A long time ago when I was a very young child, maybe six or seven years old, I used to play in a little river that ran through our farmyard. It was a lovely clean little river with crystal clear water. It was the stream that we drank from.


The bed of the stream was covered with pebbles of various sizes and colours. There were black and red and green ones from the alluvial farmlands upstream and white quartz and glittering granite from the distant mountains. It was even said that there was precious Irish gold in the stream. And all the pebbles were rounded and polished by the energy of the flowing water. I was captivated by the beauty of these small stones and spent hours foraging about on the riverbed selecting the nicest ones I could find. My chosen size was about that of a duck egg. I would put my selection on the river bank, flatten out a small area of sand and build little dolmens on it.

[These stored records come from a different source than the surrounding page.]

#[cfg(test)]
mod tests {
    use super::*;
    use crate::radio::MockRadio;
    use crate::watchdog::CountingWatchdog;
    use std::sync::Arc;

    const CAMERA: NodeAddress = NodeAddress::new([0, 0x13, 0xA2, 0, 0x42, 0x3D, 0x8A, 0xAC]);
    const STRANGER: NodeAddress = NodeAddress::new([9; 8]);

    fn protocol(radio: &MockRadio) -> RetryAckProtocol<MockRadio> {
        RetryAckProtocol::new(
            radio.clone(),
            WatchdogSupervisor::disabled(),
            ProtocolSettings::default(),
        )
    }

    #[tokio::test(start_paused = true)]
    async fn test_confirmed_send_exhausts_budget_when_nothing_answers() {
        let radio = MockRadio::new();
        let mut protocol = protocol(&radio);
        let started = Instant::now();

        let result = protocol.send_confirmed(CAMERA, b"TEL:ON", 3).await;

        assert_eq!(
            result,
            Err(ProtocolError::Exhausted {
                destination: CAMERA,
                attempts: 3,
                last: AttemptFailure::Timeout {
                    window: Duration::from_secs(3)
                },
            })
        );
        assert_eq!(radio.transmission_count(), 3);
        // three hearing windows plus two retry delays
        assert_eq!(started.elapsed(), Duration::from_secs(11));
    }

    #[tokio::test(start_paused = true)]
    async fn test_confirmed_send_succeeds_on_second_attempt() {
        let radio = MockRadio::new();
        radio.ack_on_transmission(2, "XBEE_CAM:OK");
        let mut protocol = protocol(&radio);

        let delivery = protocol.send_confirmed(CAMERA, b"TEL:ON", 3).await.unwrap();

        assert_eq!(delivery.attempts, 2);
        assert_eq!(delivery.ack.unwrap().text().unwrap(), "XBEE_CAM:OK");
        assert_eq!(radio.transmission_count(), 2);
    }

    #[tokio::test(start_paused = true)]
    async fn test_transport_failure_counts_as_attempt() {
        let radio = MockRadio::new();
        radio.fail_next_sends(1);
        radio.ack_everything("OK");
        let mut protocol = protocol(&radio);

        let delivery = protocol.send_confirmed(CAMERA, b"REPORT", 3).await.unwrap();

        assert_eq!(delivery.attempts, 2);
        assert_eq!(radio.transmit_calls(), 2);
    }

    #[tokio::test(start_paused = true)]
    async fn test_unrelated_frames_are_backlogged() {
        let radio = MockRadio::new();
        radio.respond_with(|tx, index| {
            let mut replies = vec![Message::new(STRANGER, "REPORT")];
            if index == 1 {
                replies.push(Message::new(tx.destination, "CAM:OK"));
            }
            replies
        });
        let mut protocol = protocol(&radio);

        let delivery = protocol.send_confirmed(CAMERA, b"TEL:ON", 3).await.unwrap();
        assert_eq!(delivery.attempts, 1);
        assert_eq!(protocol.backlog_len(), 1);

        let queued = protocol.poll_inbound().await.unwrap().unwrap();
        assert_eq!(queued.sender, STRANGER);
        assert_eq!(queued.text().unwrap(), "REPORT");
        assert_eq!(protocol.poll_inbound().await.unwrap(), None);
    }

    #[tokio::test(start_paused = true)]
    async fn test_unrelated_frames_do_not_extend_hearing_window() {
        let radio = MockRadio::new();
        radio.respond_with(|_, _| (0..5).map(|n| Message::new(STRANGER, format!("frame {}", n))).collect());
        let mut protocol = RetryAckProtocol::new(
            radio.clone(),
            WatchdogSupervisor::disabled(),
            ProtocolSettings {
                hearing_window: Duration::ZERO,
                ..ProtocolSettings::default()
            },
        );

        assert!(protocol.send_confirmed(CAMERA, b"TEL:ON", 1).await.is_err());

        // Window closed after the first frame; the rest wait on the radio
        assert_eq!(protocol.backlog_len(), 1);
        assert_eq!(radio.pending_inbound(), 4);
    }

    #[tokio::test(start_paused = true)]
    async fn test_backlog_is_bounded() {
        let radio = MockRadio::new();
        radio.respond_with(|_, index| vec![Message::new(STRANGER, format!("frame {}", index))]);
        let mut protocol = RetryAckProtocol::new(
            radio.clone(),
            WatchdogSupervisor::disabled(),
            ProtocolSettings {
                backlog_capacity: 2,
                ..ProtocolSettings::default()
            },
        );

        assert!(protocol.send_confirmed(CAMERA, b"TEL:ON", 3).await.is_err());
        assert_eq!(protocol.backlog_len(), 2);

        let first = protocol.poll_inbound().await.unwrap().unwrap();
        assert_eq!(first.text().unwrap(), "frame 2");
    }

    #[tokio::test(start_paused = true)]
    async fn test_exact_reply_mode_ignores_commands_from_destination() {
        let radio = MockRadio::new();
        radio.respond_with(|tx, index| {
            if index == 1 {
                vec![Message::new(tx.destination, "REPORT")]
            } else {
                vec![Message::new(tx.destination, "XBEE_CAM:OK")]
            }
        });
        let mut protocol = RetryAckProtocol::new(
            radio.clone(),
            WatchdogSupervisor::disabled(),
            ProtocolSettings {
                ack_mode: AckMode::ExactReply,
                ..ProtocolSettings::default()
            },
        );

        let delivery = protocol.send_confirmed(CAMERA, b"TEL:ON", 3).await.unwrap();
        assert_eq!(delivery.attempts, 2);
        assert_eq!(protocol.backlog_len(), 1);
    }

    #[tokio::test(start_paused = true)]
    async fn test_any_reply_mode_accepts_commands_from_destination() {
        let radio = MockRadio::new();
        radio.ack_everything("REPORT");
        let mut protocol = protocol(&radio);

        let delivery = protocol.send_confirmed(CAMERA, b"TEL:ON", 3).await.unwrap();
        assert_eq!(delivery.attempts, 1);
    }

    #[tokio::test(start_paused = true)]
    async fn test_unconfirmed_send_retries_transport_failures() {
        let radio = MockRadio::new();
        radio.fail_next_sends(2);
        let mut protocol = protocol(&radio);

        let delivery = protocol.send_unconfirmed(CAMERA, b"TEL:OFF", 3).await.unwrap();
        assert_eq!(delivery.attempts, 3);
        assert!(delivery.ack.is_none());

        radio.fail_next_sends(3);
        let result = protocol.send_unconfirmed(CAMERA, b"TEL:OFF", 3).await;
        assert!(matches!(
            result,
            Err(ProtocolError::Exhausted {
                attempts: 3,
                last: AttemptFailure::Transport(_),
                ..
            })
        ));
    }

    #[tokio::test(start_paused = true)]
    async fn test_zero_attempts_still_transmits_once() {
        let radio = MockRadio::new();
        let mut protocol = protocol(&radio);

        assert!(protocol.send_unconfirmed(CAMERA, b"REPORT", 0).await.is_ok());
        assert_eq!(radio.transmission_count(), 1);
    }

    #[tokio::test(start_paused = true)]
    async fn test_watchdog_fed_throughout_hearing_window() {
        let radio = MockRadio::new();
        let counter = CountingWatchdog::new();
        let mut protocol = RetryAckProtocol::new(
            radio.clone(),
            WatchdogSupervisor::new(Arc::new(counter.clone())),
            ProtocolSettings::default(),
        );

        let _ = protocol.send_confirmed(CAMERA, b"TEL:ON", 1).await;

        // 3 s window polled every 100 ms
        assert!(counter.feeds() >= 30, "only {} feeds", counter.feeds());
        assert!(protocol.watchdog().since_last_feed() <= Duration::from_millis(100));
    }

    #[test]
    fn test_retry_budget() {
        let mut budget = RetryBudget::new(2, Duration::from_secs(3));
        assert_eq!(budget.next_attempt(), Some(1));
        assert_eq!(budget.next_attempt(), Some(2));
        assert_eq!(budget.next_attempt(), None);
        assert!(budget.is_exhausted());
        assert_eq!(RetryBudget::new(0, Duration::ZERO).max_attempts(), 1);
    }
}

Maybe three dark green eggs for supports and a flatter granite for a capstone. At that time of my life I don't think I had ever even heard the word "prehistoric". I didn't know that not twenty miles off was the real thing. The Brown's Hill Dolmen, with the heaviest capstone in Europe, an estimated one hundred tons! This yen to build small dolmens continued into adult life whenever the occasion seemed appropriate. When I was a young man I made a small garden and included a little dolmen made of bucket sized rocks. The last time I built a dolmen was a few years ago on Aberfraw beach at the ripe old age of sixty. This one even had a circular ditch and several alignments of standing stones! And then, as always, in came the tide.